> HOW TO COMPLETE THIS TASK: Only one stretch of the data below is needed. Output the lines from the one with "pub const DEFAULT_TIMEOUT_MS: u64 = 5000;" up to and including the one with "match providers.iter_mut().find(|(n, _)|", exactly as they stand.

[[ DATASET, beginning ]]

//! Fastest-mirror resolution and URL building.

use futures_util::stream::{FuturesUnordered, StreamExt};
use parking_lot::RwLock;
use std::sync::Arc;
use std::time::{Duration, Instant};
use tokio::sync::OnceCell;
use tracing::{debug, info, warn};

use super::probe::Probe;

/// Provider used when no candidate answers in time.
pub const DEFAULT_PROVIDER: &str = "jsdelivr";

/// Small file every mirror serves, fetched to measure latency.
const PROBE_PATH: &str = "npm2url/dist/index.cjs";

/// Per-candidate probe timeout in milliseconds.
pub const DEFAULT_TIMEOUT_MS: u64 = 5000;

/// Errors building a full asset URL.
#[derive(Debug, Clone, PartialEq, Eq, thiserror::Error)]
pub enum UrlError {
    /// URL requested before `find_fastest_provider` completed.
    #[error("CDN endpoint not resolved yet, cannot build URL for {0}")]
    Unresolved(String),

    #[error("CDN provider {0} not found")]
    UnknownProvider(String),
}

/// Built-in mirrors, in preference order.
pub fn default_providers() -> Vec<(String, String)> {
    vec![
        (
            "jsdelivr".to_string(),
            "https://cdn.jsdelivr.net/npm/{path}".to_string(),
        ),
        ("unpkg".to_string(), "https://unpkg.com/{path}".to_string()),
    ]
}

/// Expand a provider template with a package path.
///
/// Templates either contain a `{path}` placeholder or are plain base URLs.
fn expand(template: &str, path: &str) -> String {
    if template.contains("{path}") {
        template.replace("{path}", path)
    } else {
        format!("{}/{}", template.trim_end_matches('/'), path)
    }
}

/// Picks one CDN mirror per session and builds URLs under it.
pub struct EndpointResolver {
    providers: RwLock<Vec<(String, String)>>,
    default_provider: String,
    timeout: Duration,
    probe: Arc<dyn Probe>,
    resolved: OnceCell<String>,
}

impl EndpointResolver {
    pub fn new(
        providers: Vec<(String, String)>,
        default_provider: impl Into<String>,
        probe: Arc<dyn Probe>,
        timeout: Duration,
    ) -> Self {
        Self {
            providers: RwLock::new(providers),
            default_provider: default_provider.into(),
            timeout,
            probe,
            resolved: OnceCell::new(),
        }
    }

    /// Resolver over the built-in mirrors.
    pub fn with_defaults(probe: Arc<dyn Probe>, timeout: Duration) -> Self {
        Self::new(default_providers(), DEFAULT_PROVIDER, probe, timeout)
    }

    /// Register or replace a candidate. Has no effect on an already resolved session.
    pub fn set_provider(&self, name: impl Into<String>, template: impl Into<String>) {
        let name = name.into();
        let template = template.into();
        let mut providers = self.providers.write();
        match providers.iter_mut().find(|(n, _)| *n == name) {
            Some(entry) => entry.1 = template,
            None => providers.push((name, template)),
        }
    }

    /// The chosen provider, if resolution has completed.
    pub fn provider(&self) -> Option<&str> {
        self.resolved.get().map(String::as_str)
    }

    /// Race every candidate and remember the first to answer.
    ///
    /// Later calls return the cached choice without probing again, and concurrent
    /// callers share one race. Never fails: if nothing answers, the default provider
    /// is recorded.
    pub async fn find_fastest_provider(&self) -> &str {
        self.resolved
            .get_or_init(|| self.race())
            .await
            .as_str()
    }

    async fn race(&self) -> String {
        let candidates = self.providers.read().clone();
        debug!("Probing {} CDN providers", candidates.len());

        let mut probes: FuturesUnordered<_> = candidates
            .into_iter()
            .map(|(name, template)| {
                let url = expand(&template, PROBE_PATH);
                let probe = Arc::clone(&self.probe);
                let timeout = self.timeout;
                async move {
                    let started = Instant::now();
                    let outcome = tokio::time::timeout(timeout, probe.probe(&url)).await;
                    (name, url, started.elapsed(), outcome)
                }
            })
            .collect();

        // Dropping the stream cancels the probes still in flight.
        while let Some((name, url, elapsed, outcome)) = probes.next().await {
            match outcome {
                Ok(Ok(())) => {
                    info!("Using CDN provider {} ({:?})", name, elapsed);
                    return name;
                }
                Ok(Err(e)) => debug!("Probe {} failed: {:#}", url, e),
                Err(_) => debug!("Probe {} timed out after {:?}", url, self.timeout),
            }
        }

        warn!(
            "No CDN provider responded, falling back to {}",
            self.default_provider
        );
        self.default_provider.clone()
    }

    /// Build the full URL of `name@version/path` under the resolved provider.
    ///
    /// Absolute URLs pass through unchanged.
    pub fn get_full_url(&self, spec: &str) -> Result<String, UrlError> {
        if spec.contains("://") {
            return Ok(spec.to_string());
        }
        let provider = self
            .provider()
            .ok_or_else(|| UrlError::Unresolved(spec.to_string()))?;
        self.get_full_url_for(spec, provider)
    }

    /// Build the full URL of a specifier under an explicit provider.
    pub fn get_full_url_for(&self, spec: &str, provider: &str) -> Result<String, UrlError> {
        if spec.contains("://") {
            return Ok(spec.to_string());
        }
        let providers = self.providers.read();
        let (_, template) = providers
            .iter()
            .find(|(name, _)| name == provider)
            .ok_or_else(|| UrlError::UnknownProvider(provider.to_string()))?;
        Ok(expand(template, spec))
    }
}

[[ DATASET, end ]]
[[ DATASET, beginning ]]

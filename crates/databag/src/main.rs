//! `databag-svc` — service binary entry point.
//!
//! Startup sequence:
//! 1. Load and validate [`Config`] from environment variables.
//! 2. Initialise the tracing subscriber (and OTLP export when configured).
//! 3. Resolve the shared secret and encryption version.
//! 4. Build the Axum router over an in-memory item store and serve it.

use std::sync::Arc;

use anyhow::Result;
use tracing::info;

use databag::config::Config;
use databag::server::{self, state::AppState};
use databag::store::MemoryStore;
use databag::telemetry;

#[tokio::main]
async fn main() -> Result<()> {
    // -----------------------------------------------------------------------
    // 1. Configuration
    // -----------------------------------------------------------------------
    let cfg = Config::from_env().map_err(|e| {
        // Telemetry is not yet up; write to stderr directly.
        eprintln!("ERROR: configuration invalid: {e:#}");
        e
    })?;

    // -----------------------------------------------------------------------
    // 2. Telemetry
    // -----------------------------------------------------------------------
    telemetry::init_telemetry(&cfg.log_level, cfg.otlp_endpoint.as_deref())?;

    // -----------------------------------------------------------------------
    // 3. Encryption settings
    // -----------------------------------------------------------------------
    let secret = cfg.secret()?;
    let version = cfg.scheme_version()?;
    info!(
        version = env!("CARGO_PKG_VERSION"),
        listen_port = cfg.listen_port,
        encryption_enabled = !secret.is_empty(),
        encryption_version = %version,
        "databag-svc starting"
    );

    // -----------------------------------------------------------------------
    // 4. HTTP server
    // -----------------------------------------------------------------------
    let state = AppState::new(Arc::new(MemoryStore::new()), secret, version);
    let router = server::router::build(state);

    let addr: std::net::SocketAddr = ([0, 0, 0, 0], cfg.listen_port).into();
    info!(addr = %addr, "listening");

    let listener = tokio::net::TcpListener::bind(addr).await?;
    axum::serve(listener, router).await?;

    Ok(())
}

[[ DATASET, end ]]
[[ DATASET, beginning ]]

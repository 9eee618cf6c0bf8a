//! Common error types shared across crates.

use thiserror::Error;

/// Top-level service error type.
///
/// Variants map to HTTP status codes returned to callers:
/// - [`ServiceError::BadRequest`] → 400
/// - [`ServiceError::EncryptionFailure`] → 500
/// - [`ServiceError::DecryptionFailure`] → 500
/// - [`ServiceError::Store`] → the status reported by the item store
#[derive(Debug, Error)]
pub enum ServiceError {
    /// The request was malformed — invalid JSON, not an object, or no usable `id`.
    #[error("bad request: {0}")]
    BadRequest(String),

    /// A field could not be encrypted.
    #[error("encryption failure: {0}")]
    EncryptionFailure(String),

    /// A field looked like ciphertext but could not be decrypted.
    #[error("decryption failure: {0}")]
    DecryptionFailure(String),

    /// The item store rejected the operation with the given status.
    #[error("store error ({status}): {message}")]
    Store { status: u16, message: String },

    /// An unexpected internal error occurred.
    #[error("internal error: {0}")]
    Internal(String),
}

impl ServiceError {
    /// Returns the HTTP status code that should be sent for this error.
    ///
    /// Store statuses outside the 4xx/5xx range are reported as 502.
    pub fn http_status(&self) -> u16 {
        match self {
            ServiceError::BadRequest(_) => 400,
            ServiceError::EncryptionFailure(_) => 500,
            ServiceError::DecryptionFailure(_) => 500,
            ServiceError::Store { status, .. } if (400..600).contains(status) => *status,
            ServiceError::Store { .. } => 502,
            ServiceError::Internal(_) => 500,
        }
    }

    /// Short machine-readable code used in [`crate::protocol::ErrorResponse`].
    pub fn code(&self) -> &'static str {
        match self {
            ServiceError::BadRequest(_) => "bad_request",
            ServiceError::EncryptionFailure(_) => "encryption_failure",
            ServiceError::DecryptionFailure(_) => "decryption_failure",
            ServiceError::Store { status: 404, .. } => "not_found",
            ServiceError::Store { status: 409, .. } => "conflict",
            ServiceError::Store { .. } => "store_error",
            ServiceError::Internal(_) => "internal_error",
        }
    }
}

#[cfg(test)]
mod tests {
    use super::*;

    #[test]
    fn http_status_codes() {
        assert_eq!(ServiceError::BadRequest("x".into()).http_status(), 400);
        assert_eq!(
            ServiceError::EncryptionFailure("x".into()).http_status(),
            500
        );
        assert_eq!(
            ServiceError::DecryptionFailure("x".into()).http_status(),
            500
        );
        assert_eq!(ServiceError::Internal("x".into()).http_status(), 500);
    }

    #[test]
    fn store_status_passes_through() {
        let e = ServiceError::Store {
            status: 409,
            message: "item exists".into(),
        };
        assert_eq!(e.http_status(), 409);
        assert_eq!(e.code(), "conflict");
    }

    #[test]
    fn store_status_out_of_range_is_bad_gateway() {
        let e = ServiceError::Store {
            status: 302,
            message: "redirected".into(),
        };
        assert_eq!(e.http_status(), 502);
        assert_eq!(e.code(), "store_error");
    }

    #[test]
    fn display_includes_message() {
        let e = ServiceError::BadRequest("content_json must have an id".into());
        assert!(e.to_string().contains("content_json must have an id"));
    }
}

[[ DATASET, end ]]

> OUTPUT BELOW:
pub const DEFAULT_TIMEOUT_MS: u64 = 5000;

/// Errors building a full asset URL.
#[derive(Debug, Clone, PartialEq, Eq, thiserror::Error)]
pub enum UrlError {
    /// URL requested before `find_fastest_provider` completed.
    #[error("CDN endpoint not resolved yet, cannot build URL for {0}")]
    Unresolved(String),

    #[error("CDN provider {0} not found")]
    UnknownProvider(String),
}

/// Built-in mirrors, in preference order.
pub fn default_providers() -> Vec<(String, String)> {
    vec![
        (
            "jsdelivr".to_string(),
            "https://cdn.jsdelivr.net/npm/{path}".to_string(),
        ),
        ("unpkg".to_string(), "https://unpkg.com/{path}".to_string()),
    ]
}

/// Expand a provider template with a package path.
///
/// Templates either contain a `{path}` placeholder or are plain base URLs.
fn expand(template: &str, path: &str) -> String {
    if template.contains("{path}") {
        template.replace("{path}", path)
    } else {
        format!("{}/{}", template.trim_end_matches('/'), path)
    }
}

/// Picks one CDN mirror per session and builds URLs under it.
pub struct EndpointResolver {
    providers: RwLock<Vec<(String, String)>>,
    default_provider: String,
    timeout: Duration,
    probe: Arc<dyn Probe>,
    resolved: OnceCell<String>,
}

impl EndpointResolver {
    pub fn new(
        providers: Vec<(String, String)>,
        default_provider: impl Into<String>,
        probe: Arc<dyn Probe>,
        timeout: Duration,
    ) -> Self {
        Self {
            providers: RwLock::new(providers),
            default_provider: default_provider.into(),
            timeout,
            probe,
            resolved: OnceCell::new(),
        }
    }

    /// Resolver over the built-in mirrors.
    pub fn with_defaults(probe: Arc<dyn Probe>, timeout: Duration) -> Self {
        Self::new(default_providers(), DEFAULT_PROVIDER, probe, timeout)
    }

    /// Register or replace a candidate. Has no effect on an already resolved session.
    pub fn set_provider(&self, name: impl Into<String>, template: impl Into<String>) {
        let name = name.into();
        let template = template.into();
        let mut providers = self.providers.write();
        match providers.iter_mut().find(|(n, _)| *n == name) {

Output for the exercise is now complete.